Finnish internet remailer (born 1961)

Johan "Julf" Helsingius, born in 1961 in Helsinki, Finland, started and ran the Anon.penet.fi internet remailer.

==Background==
===Penet remailer===

Anon.penet.fi was one of the most popular anonymous remailers, handling 10,000 messages a day. The server was the first of its kind to use a password-protected PO box system for sending and receiving e-mails. In the 1980s, he was the system administrator for the central Finnish news node as well as a founding members of the Finnish UNIX User Group. In a 1994 interview with Wired, he said he created the service because "It's important to be able to express certain views without everyone knowing who you are."

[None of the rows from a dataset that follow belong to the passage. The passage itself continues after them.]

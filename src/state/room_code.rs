use std::fmt;

use rand::Rng;
use thiserror::Error;

/// Characters used for generated codes; omits look-alikes (0/O, 1/I).
pub const ROOM_CODE_ALPHABET: &str = "ABCDEFGHJKLMNPQRSTUVWXYZ23456789";
/// Shortest accepted room code.
pub const MIN_ROOM_CODE_LEN: usize = 3;
/// Longest accepted room code.
pub const MAX_ROOM_CODE_LEN: usize = 12;

/// Short human-typed identifier of a tournament room, normalised to upper case.
#[derive(Debug, Clone, PartialEq, Eq, Hash)]
pub struct RoomCode(String);

impl RoomCode {
    /// Parse a user-typed code. Surrounding whitespace is ignored and letters are upper-cased.
    pub fn parse(value: &str) -> Result<Self, RoomCodeError> {
        let trimmed = value.trim();
        let len = trimmed.chars().count();
        if !(MIN_ROOM_CODE_LEN..=MAX_ROOM_CODE_LEN).contains(&len) {
            return Err(RoomCodeError::InvalidLength {
                min: MIN_ROOM_CODE_LEN,
                max: MAX_ROOM_CODE_LEN,
                found: len,
            });
        }
        for (index, ch) in trimmed.chars().enumerate() {
            if !ch.is_ascii_alphanumeric() {
                return Err(RoomCodeError::InvalidCharacter { ch, index });
            }
        }
        Ok(Self(trimmed.to_ascii_uppercase()))
    }

    /// Draw a random code of `len` characters from [`ROOM_CODE_ALPHABET`].
    pub fn generate<R: Rng + ?Sized>(rng: &mut R, len: usize) -> Self {
        let alphabet = ROOM_CODE_ALPHABET.as_bytes();
        let len = len.clamp(MIN_ROOM_CODE_LEN, MAX_ROOM_CODE_LEN);
        let code = (0..len)
            .map(|_| char::from(alphabet[rng.random_range(0..alphabet.len())]))
            .collect();
        Self(code)
    }

    pub fn as_str(&self) -> &str {
        &self.0
    }

    pub fn into_inner(self) -> String {
        self.0
    }
}

impl fmt::Display for RoomCode {
    fn fmt(&self, f: &mut fmt::Formatter<'_>) -> fmt::Result {
        self.0.fmt(f)
    }
}

impl std::str::FromStr for RoomCode {
    type Err = RoomCodeError;

    fn from_str(value: &str) -> Result<Self, Self::Err> {
        Self::parse(value)
    }
}

/// Reasons a room code is rejected.
#[derive(Debug, Clone, PartialEq, Eq, Error)]
pub enum RoomCodeError {
    #[error("room code must be {min} to {max} characters, got {found}")]
    InvalidLength { min: usize, max: usize, found: usize },
    #[error("invalid character '{ch}' at position {index} in room code")]
    InvalidCharacter { ch: char, index: usize },
}

#[cfg(test)]
mod tests {
    use rand::{SeedableRng, rngs::StdRng};

    use super::*;

    #[test]
    fn parse_normalises_case_and_whitespace() {
        let code = RoomCode::parse("  ab3de ").unwrap();
        assert_eq!(code.as_str(), "AB3DE");
    }

    #[test]
    fn parse_rejects_bad_input() {
        assert!(matches!(
            RoomCode::parse("AB"),
            Err(RoomCodeError::InvalidLength { found: 2, .. })
        ));
        assert!(matches!(
            RoomCode::parse("AB-CD"),
            Err(RoomCodeError::InvalidCharacter { ch: '-', index: 2 })
        ));
        assert!(RoomCode::parse("ABCDEFGHIJKLM").is_err());
    }

    #[test]
    fn generated_codes_use_the_unambiguous_alphabet() {
        let mut rng = StdRng::seed_from_u64(7);
        for _ in 0..50 {
            let code = RoomCode::generate(&mut rng, 5);
            assert_eq!(code.as_str().len(), 5);
            assert!(code.as_str().chars().all(|ch| ROOM_CODE_ALPHABET.contains(ch)));
            assert_eq!(RoomCode::parse(code.as_str()).unwrap(), code);
        }
    }
}
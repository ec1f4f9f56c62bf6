use serde::Serialize;
use utoipa::ToSchema;

/// Overall state reported by `/healthcheck`.
#[derive(Debug, Clone, Copy, Serialize, ToSchema, PartialEq, Eq)]
#[serde(rename_all = "snake_case")]
pub enum HealthStatus {
    Ok,
    /// No storage backend; storage-backed routes answer 503.
    Degraded,
}

/// Simple health response returned by the `/healthcheck` route.
#[derive(Debug, Serialize, ToSchema)]
pub struct HealthResponse {
    pub status: HealthStatus,
    /// Rooms with at least one live event stream hub.
    pub live_rooms: usize,
}
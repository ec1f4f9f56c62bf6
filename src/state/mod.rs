pub mod lifecycle;
pub mod room_code;
mod sse;

use std::sync::Arc;

use tokio::sync::{RwLock, watch};

use crate::{config::AppConfig, dao::tournament_store::TournamentStore, error::ServiceError};

pub use self::sse::{RoomHubs, SseHub};

pub type SharedState = Arc<AppState>;

/// Central application state holding the storage handle, live-update hubs and configuration.
pub struct AppState {
    store: RwLock<Option<Arc<dyn TournamentStore>>>,
    rooms: RoomHubs,
    degraded: watch::Sender<bool>,
    config: AppConfig,
}

impl AppState {
    /// Construct a new [`AppState`] wrapped in an [`Arc`] so it can be cloned cheaply.
    ///
    /// The application starts in degraded mode until a storage backend is installed.
    pub fn new(config: AppConfig) -> SharedState {
        let (degraded_tx, _rx) = watch::channel(true);
        Arc::new(Self {
            store: RwLock::new(None),
            rooms: RoomHubs::new(config.sse_capacity),
            degraded: degraded_tx,
            config,
        })
    }

    /// Obtain a handle to the current store, if one is installed.
    pub async fn store(&self) -> Option<Arc<dyn TournamentStore>> {
        let guard = self.store.read().await;
        guard.as_ref().cloned()
    }

    /// Obtain the current store or fail with [`ServiceError::Degraded`].
    pub async fn require_store(&self) -> Result<Arc<dyn TournamentStore>, ServiceError> {
        self.store().await.ok_or(ServiceError::Degraded)
    }

    /// Install a store implementation and leave degraded mode.
    pub async fn set_store(&self, store: Arc<dyn TournamentStore>) {
        {
            let mut guard = self.store.write().await;
            *guard = Some(store);
        }
        self.update_degraded(false);
    }

    /// Remove the current store and enter degraded mode.
    pub async fn clear_store(&self) {
        {
            let mut guard = self.store.write().await;
            guard.take();
        }
        self.update_degraded(true);
    }

    /// Current degraded flag.
    pub fn is_degraded(&self) -> bool {
        *self.degraded.borrow()
    }

    /// Subscribe to degraded mode updates.
    pub fn degraded_watcher(&self) -> watch::Receiver<bool> {
        self.degraded.subscribe()
    }

    /// Update and broadcast the degraded flag when the value changes.
    pub fn update_degraded(&self, value: bool) {
        self.degraded.send_if_modified(|current| {
            if *current == value {
                return false;
            }
            *current = value;
            true
        });
    }

    /// Per-room broadcast hubs backing the live event streams.
    pub fn rooms(&self) -> &RoomHubs {
        &self.rooms
    }

    /// Runtime configuration.
    pub fn config(&self) -> &AppConfig {
        &self.config
    }
}

#[cfg(test)]
mod tests {
    use super::*;
    use crate::dao::tournament_store::memory::MemoryTournamentStore;

    #[tokio::test]
    async fn installing_a_store_leaves_degraded_mode() {
        let state = AppState::new(AppConfig::default());
        let mut watcher = state.degraded_watcher();
        assert!(state.is_degraded());
        assert!(matches!(
            state.require_store().await,
            Err(ServiceError::Degraded)
        ));

        state.set_store(Arc::new(MemoryTournamentStore::new())).await;
        assert!(!state.is_degraded());
        assert!(watcher.has_changed().unwrap());
        assert!(!*watcher.borrow_and_update());

        state.clear_store().await;
        assert!(state.is_degraded());
    }
}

In 1996, he announced his remailer would shut down due to legal pressure from the Church of Scientology. Scientology officials, upset that some users of Helsingius' service were sending information about the church, obtained a court order to force him to reveal the identity of many of the site's users. When announcing the service's closure, he wrote, "I will close the remailer for the time being because the legal issues concerning the Internet in Finland are yet undefined." The American Electronic Frontier Foundation (EFF), an Internet civil rights initiative, reported continuously on the incidents concerning anon.penet.fi and collected donations to cover legal costs should Helsingius be involved in a court case to settle whether Finnish law could force him to reveal the identity of anon.penet.fi users. The closing down of anon.penet.fi led to an outbreak of outrage and solidarity with Helsingius throughout the Internet in order to protect freedom on the Internet.

===Later work===

Helsingius went on to help found EUnet in Finland and was part of the team of people that established the first Internet link to USSR. Later, when EUnet was acquired by Qwest Communications and soon after moved into KPNQwest, Qwest's joint venture with KPN International, Julf became Chief Technology Officer (CTO) for KPNQwest. He is now an Internet entrepreneur and is serving on the board of various companies (e.g. BaseN, which is based in Finland). Helsingius lives in Amsterdam, the Netherlands.

Helsingius has studied music and traveled widely. His interests include active sports, like mountain climbing, and aviation.